● **Problem statement**:
Where the string "ContentRejected" appears in a line of the data, show that line.

Items listed in a dataset:
——
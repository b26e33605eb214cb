//! DMLGuard Core - task model, status registry, and dialect policy.
//!
//! This crate holds the pieces of the data-update executor that do not talk
//! to a database: payload decoding, resource names, the execution status
//! registry shared by concurrent task runs, the per-engine backup annotation
//! policy, and audit record payloads.

pub mod annotation;
pub mod audit;
pub mod context;
pub mod engine;
pub mod error;
pub mod model;
pub mod resource;
pub mod status;

pub use annotation::{
    Annotation, AnnotationPlan, AnnotationPolicy, AnnotationStrategy, AnnotationTemplate,
    ConnectionTarget,
};
pub use audit::{AuditRecord, BackupTableRef, IssueComment, IssueCommentEvent, SYSTEM_BOT_ID};
pub use context::{CancelHandle, OpContext};
pub use engine::Engine;
pub use error::{Error, Result};
pub use model::{
    BackupSpec, BackupTableDescriptor, Database, DatabaseLookup, Instance, Issue, MigrationKind,
    Task, TaskPayload, TaskRunResult,
};
pub use resource::{format_task, BackupTarget};
pub use status::{
    new_shared_registry, ExecutionPhase, ExecutionStatus, ExecutionStatusRegistry,
    SharedStatusRegistry, StatusPublisher,
};
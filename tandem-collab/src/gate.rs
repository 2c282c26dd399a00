//! Server-side version gate.
//!
//! Every write names the version it was based on. The gate accepts it only
//! when nothing else was accepted in between. The final replace is a
//! compare-and-set against the whole record that was read, so a share grant
//! landing in between also forces a re-read:
//!
//! ```text
//! authorize ──► read record ──► version == base  ─┐
//!   │                │          or self-echo      ├─► CAS(v → v+1) ──► Accepted
//!   ▼                │                            │        │ lost race
//! Forbidden          ├─► version > base ──► Conflict{latest}│
//! Unauthorized       └─► version < base ──► InvalidState   └─► re-read
//! NotFound
//! ```

use std::sync::atomic::{AtomicU64, Ordering};
use std::sync::Arc;
use thiserror::Error;
use uuid::Uuid;

use crate::protocol::{unix_millis, DocumentSnapshot, ErrorKind, WriteRequest};
use crate::storage::{DocumentRecord, DocumentStore, Share, ShareLevel, StoreError};

/// Yes/no write permission predicate. Permission computation lives elsewhere.
pub trait WriteAuthorizer: Send + Sync {
    fn can_write(&self, user_id: &str, record: &DocumentRecord) -> bool;
}

/// Owner, or anyone holding an `Edit` share.
#[derive(Debug, Default, Clone, Copy)]
pub struct ShareAuthorizer;

impl WriteAuthorizer for ShareAuthorizer {
    fn can_write(&self, user_id: &str, record: &DocumentRecord) -> bool {
        record.owner_id == user_id || record.share_level(user_id) == Some(ShareLevel::Edit)
    }
}

#[derive(Error, Debug, Clone, PartialEq, Eq)]
pub enum GateError {
    #[error("Caller is not authenticated")]
    Unauthorized,
    #[error("Caller may not write document {0}")]
    Forbidden(Uuid),
    #[error("Document not found: {0}")]
    NotFound(Uuid),
    #[error("Base version {base} is ahead of stored version {stored}")]
    InvalidState { base: u64, stored: u64 },
    #[error("Content rejected: {0}")]
    ContentRejected(String),
    #[error("Store error: {0}")]
    Store(#[from] StoreError),
}

impl GateError {
    /// Wire-level classification.
    pub fn kind(&self) -> ErrorKind {
        match self {
            GateError::Unauthorized => ErrorKind::Unauthorized,
            GateError::Forbidden(_) => ErrorKind::Forbidden,
            GateError::NotFound(_) => ErrorKind::NotFound,
            GateError::InvalidState { .. } => ErrorKind::InvalidState,
            GateError::ContentRejected(_) => ErrorKind::ContentRejected,
            GateError::Store(_) => ErrorKind::Internal,
        }
    }
}

#[derive(Debug, Clone, PartialEq, Eq)]
pub enum WriteOutcome {
    /// Persisted; `snapshot` is what gets broadcast.
    Accepted { version: u64, snapshot: DocumentSnapshot },
    /// Someone else wrote first.
    Conflict { latest: DocumentSnapshot },
}

#[derive(Debug, Clone, Default, PartialEq, Eq)]
pub struct GateStats {
    pub accepted: u64,
    pub conflicts: u64,
    pub rejected: u64,
    /// CAS attempts that lost a race and were re-evaluated.
    pub cas_retries: u64,
}

#[derive(Default)]
struct AtomicGateStats {
    accepted: AtomicU64,
    conflicts: AtomicU64,
    rejected: AtomicU64,
    cas_retries: AtomicU64,
}

pub struct VersionGate {
    store: Arc<dyn DocumentStore>,
    authorizer: Arc<dyn WriteAuthorizer>,
    max_content_bytes: Option<usize>,
    stats: AtomicGateStats,
}

impl VersionGate {
    pub fn new(store: Arc<dyn DocumentStore>, authorizer: Arc<dyn WriteAuthorizer>) -> Self {
        Self {
            store,
            authorizer,
            max_content_bytes: None,
            stats: AtomicGateStats::default(),
        }
    }

    /// Reject content larger than `limit` bytes as `ContentRejected`.
    pub fn with_max_content_bytes(mut self, limit: usize) -> Self {
        self.max_content_bytes = Some(limit);
        self
    }

    fn check_content(&self, content: &[u8]) -> Result<(), GateError> {
        match self.max_content_bytes {
            Some(limit) if content.len() > limit => Err(GateError::ContentRejected(format!(
                "{} bytes exceeds limit of {limit}",
                content.len()
            ))),
            _ => Ok(()),
        }
    }

    /// Create a document owned by `caller` at version 1.
    pub fn create(&self, caller: Option<&str>, content: Vec<u8>) -> Result<DocumentRecord, GateError> {
        let owner = caller.ok_or(GateError::Unauthorized)?;
        self.check_content(&content)?;

        let record = DocumentRecord::new(owner, content);
        self.store.insert(record.clone())?;
        log::info!("Created document {} for {owner}", record.id);
        Ok(record)
    }

    /// Current snapshot. Any authenticated caller may read.
    pub fn read(&self, caller: Option<&str>, document_id: Uuid) -> Result<DocumentSnapshot, GateError> {
        caller.ok_or(GateError::Unauthorized)?;
        let record = self
            .store
            .get(document_id)?
            .ok_or(GateError::NotFound(document_id))?;
        Ok(record.snapshot())
    }

    /// Evaluate one write against the stored record.
    pub fn write(&self, caller: Option<&str>, req: &WriteRequest) -> Result<WriteOutcome, GateError> {
        let result = self.evaluate(caller, req);
        match &result {
            Ok(WriteOutcome::Accepted { .. }) => {
                self.stats.accepted.fetch_add(1, Ordering::Relaxed);
            }
            Ok(WriteOutcome::Conflict { .. }) => {
                self.stats.conflicts.fetch_add(1, Ordering::Relaxed);
            }
            Err(_) => {
                self.stats.rejected.fetch_add(1, Ordering::Relaxed);
            }
        }
        result
    }

    fn evaluate(&self, caller: Option<&str>, req: &WriteRequest) -> Result<WriteOutcome, GateError> {
        let caller = caller.ok_or(GateError::Unauthorized)?;
        let doc_id = req.document_id;

        loop {
            let stored = self.store.get(doc_id)?.ok_or(GateError::NotFound(doc_id))?;

            if !self.authorizer.can_write(caller, &stored) {
                log::debug!("Write to {doc_id} by {caller} forbidden");
                return Err(GateError::Forbidden(doc_id));
            }
            self.check_content(&req.content)?;

            let self_echo = !req.client_id.is_nil() && stored.last_writer_id == req.client_id;

            if stored.version != req.base_version && !self_echo {
                if stored.version > req.base_version {
                    log::debug!(
                        "Conflict on {doc_id}: base {} behind stored {}",
                        req.base_version,
                        stored.version
                    );
                    return Ok(WriteOutcome::Conflict {
                        latest: stored.snapshot(),
                    });
                }
                return Err(GateError::InvalidState {
                    base: req.base_version,
                    stored: stored.version,
                });
            }

            let expected = stored.version;
            let next = DocumentRecord {
                content: req.content.clone(),
                version: expected + 1,
                last_writer_id: req.client_id,
                updated_at: unix_millis(),
                ..stored.clone()
            };

            if self.store.compare_and_set(&stored, next.clone())? {
                log::debug!(
                    "Accepted write to {doc_id} from {}: v{expected} -> v{}",
                    req.client_id,
                    next.version
                );
                return Ok(WriteOutcome::Accepted {
                    version: next.version,
                    snapshot: next.snapshot(),
                });
            }

            self.stats.cas_retries.fetch_add(1, Ordering::Relaxed);
            log::trace!("Record {doc_id} changed under v{expected}, re-evaluating");
        }
    }

    /// Add or replace a share. Only the owner may grant.
    ///
    /// Does not bump the version.
    pub fn grant_share(
        &self,
        caller: Option<&str>,
        document_id: Uuid,
        user_id: &str,
        level: ShareLevel,
    ) -> Result<(), GateError> {
        let caller = caller.ok_or(GateError::Unauthorized)?;

        loop {
            let stored = self
                .store
                .get(document_id)?
                .ok_or(GateError::NotFound(document_id))?;
            if stored.owner_id != caller {
                return Err(GateError::Forbidden(document_id));
            }

            let mut record = stored.clone();
            record.shares.retain(|s| s.user_id != user_id);
            record.shares.push(Share {
                user_id: user_id.to_string(),
                level,
            });

            if self.store.compare_and_set(&stored, record)? {
                log::info!("Granted {level:?} on {document_id} to {user_id}");
                return Ok(());
            }
            log::trace!("Record {document_id} changed during grant, retrying");
        }
    }

    pub fn stats(&self) -> GateStats {
        GateStats {
            accepted: self.stats.accepted.load(Ordering::Relaxed),
            conflicts: self.stats.conflicts.load(Ordering::Relaxed),
            rejected: self.stats.rejected.load(Ordering::Relaxed),
            cas_retries: self.stats.cas_retries.load(Ordering::Relaxed),
        }
    }

    pub fn store(&self) -> &Arc<dyn DocumentStore> {
        &self.store
    }
}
——
● **Result of this task**:
    ContentRejected(String),
            GateError::ContentRejected(_) => ErrorKind::ContentRejected,
    /// Reject content larger than `limit` bytes as `ContentRejected`.
            Some(limit) if content.len() > limit => Err(GateError::ContentRejected(format!(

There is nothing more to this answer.